Et l’homme continue à tuer, torturer, emprisonner, persécuter
l’homme. Dans son discours à l’Unesco inaugurant les cérémonies
commémoratives qui ont revêtu en France un éclat exceptionnel,
le président Jacques Chirac a reconnu que “les principes proclamés
par la Déclaration universelle des droits de l’homme sont encore
bafoués. On torture dans un Etat sur deux. La liberté d’expression
est violée. Des minorités sont persécutées”.
Mais, a-t-il ajouté, des progrès sont enregistrés
envers “les devoirs de mémoire et de réparation des victimes”
que permettra la création de la Cour criminelle internationale (décidée
en juillet dernier à Rome). Et l’on pourra aspirer à “un
nouvel ordre juridique mondial où personne, pas même les chefs
d’Etat, ne sera à l’abri de poursuites en cas de crimes contre l’humanité.”

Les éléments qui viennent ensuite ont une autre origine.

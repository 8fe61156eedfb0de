//! Configuration errors
//!
//! Every validation failure names the offending field path
//! (`content[2]`, `darkMode.selector`, `theme.extend.colors.brand`).

use serde_json::Value;
use std::io;

use crate::plugin::PluginResolutionError;

/// Configuration errors
#[derive(Debug, thiserror::Error)]
pub enum ConfigError {
    /// A known field holds a value of the wrong kind.
    #[error("{field}: expected {expected}, found {actual}")]
    Shape {
        field: String,
        expected: String,
        actual: String,
    },

    /// A field has the right kind but an invalid value.
    #[error("{field}: {reason}")]
    Domain { field: String, reason: String },

    /// Raised by a plugin loader; passed through as-is.
    #[error(transparent)]
    PluginResolution(#[from] PluginResolutionError),

    #[error("Failed to read config file: {0}")]
    Io(#[from] io::Error),

    #[error("Parse error: {0}")]
    Parse(String),

    #[error("Canonicalization error: {0}")]
    Canonicalize(String),
}

impl ConfigError {
    pub(crate) fn shape(field: impl Into<String>, expected: impl Into<String>, actual: &Value) -> Self {
        Self::Shape {
            field: field.into(),
            expected: expected.into(),
            actual: kind_of(actual).to_string(),
        }
    }

    pub(crate) fn unknown_key(field: impl Into<String>, expected: impl Into<String>) -> Self {
        Self::Shape {
            field: field.into(),
            expected: expected.into(),
            actual: "unknown key".to_string(),
        }
    }

    pub(crate) fn missing(field: impl Into<String>, expected: impl Into<String>) -> Self {
        Self::Shape {
            field: field.into(),
            expected: expected.into(),
            actual: "nothing".to_string(),
        }
    }

    pub(crate) fn domain(field: impl Into<String>, reason: impl Into<String>) -> Self {
        Self::Domain {
            field: field.into(),
            reason: reason.into(),
        }
    }

    /// Field path the error refers to, when there is one.
    pub fn field(&self) -> Option<&str> {
        match self {
            Self::Shape { field, .. } | Self::Domain { field, .. } => Some(field),
            _ => None,
        }
    }

    pub fn is_shape(&self) -> bool {
        matches!(self, Self::Shape { .. })
    }

    pub fn is_domain(&self) -> bool {
        matches!(self, Self::Domain { .. })
    }
}

/// Human name for the kind of a document value.
pub(crate) fn kind_of(value: &Value) -> &'static str {
    match value {
        Value::Null => "null",
        Value::Bool(_) => "boolean",
        Value::Number(_) => "number",
        Value::String(_) => "string",
        Value::Array(_) => "sequence",
        Value::Object(_) => "mapping",
    }
}

#[cfg(test)]
mod tests {
    use super::*;
    use serde_json::json;

    #[test]
    fn test_shape_message_names_field() {
        let err = ConfigError::shape("content", "sequence of strings", &json!("index.html"));
        assert_eq!(
            err.to_string(),
            "content: expected sequence of strings, found string"
        );
        assert_eq!(err.field(), Some("content"));
        assert!(err.is_shape());
    }

    #[test]
    fn test_domain_message() {
        let err = ConfigError::domain("darkMode.selector", "selector is empty");
        assert_eq!(err.to_string(), "darkMode.selector: selector is empty");
        assert!(err.is_domain());
    }

    #[test]
    fn test_plugin_error_passes_through() {
        let inner = PluginResolutionError::new("@acme/missing", "not installed");
        let err: ConfigError = inner.clone().into();
        assert_eq!(err.to_string(), inner.to_string());
        assert_eq!(err.field(), None);
    }
}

Cependant, plutôt que de condamner, il faut tenir compte de la “diversité
des cultures”, a ajouté le chef de l’Etat français. “Nous
ne réussirons ni par la contrainte, ni en nous érigeant en
donneurs de leçons. La condamnation est nécessaire. Mais
c’est aussi par le dialogue, fut-il critique, la coopération et
l’assistance technique que nous progresserons.”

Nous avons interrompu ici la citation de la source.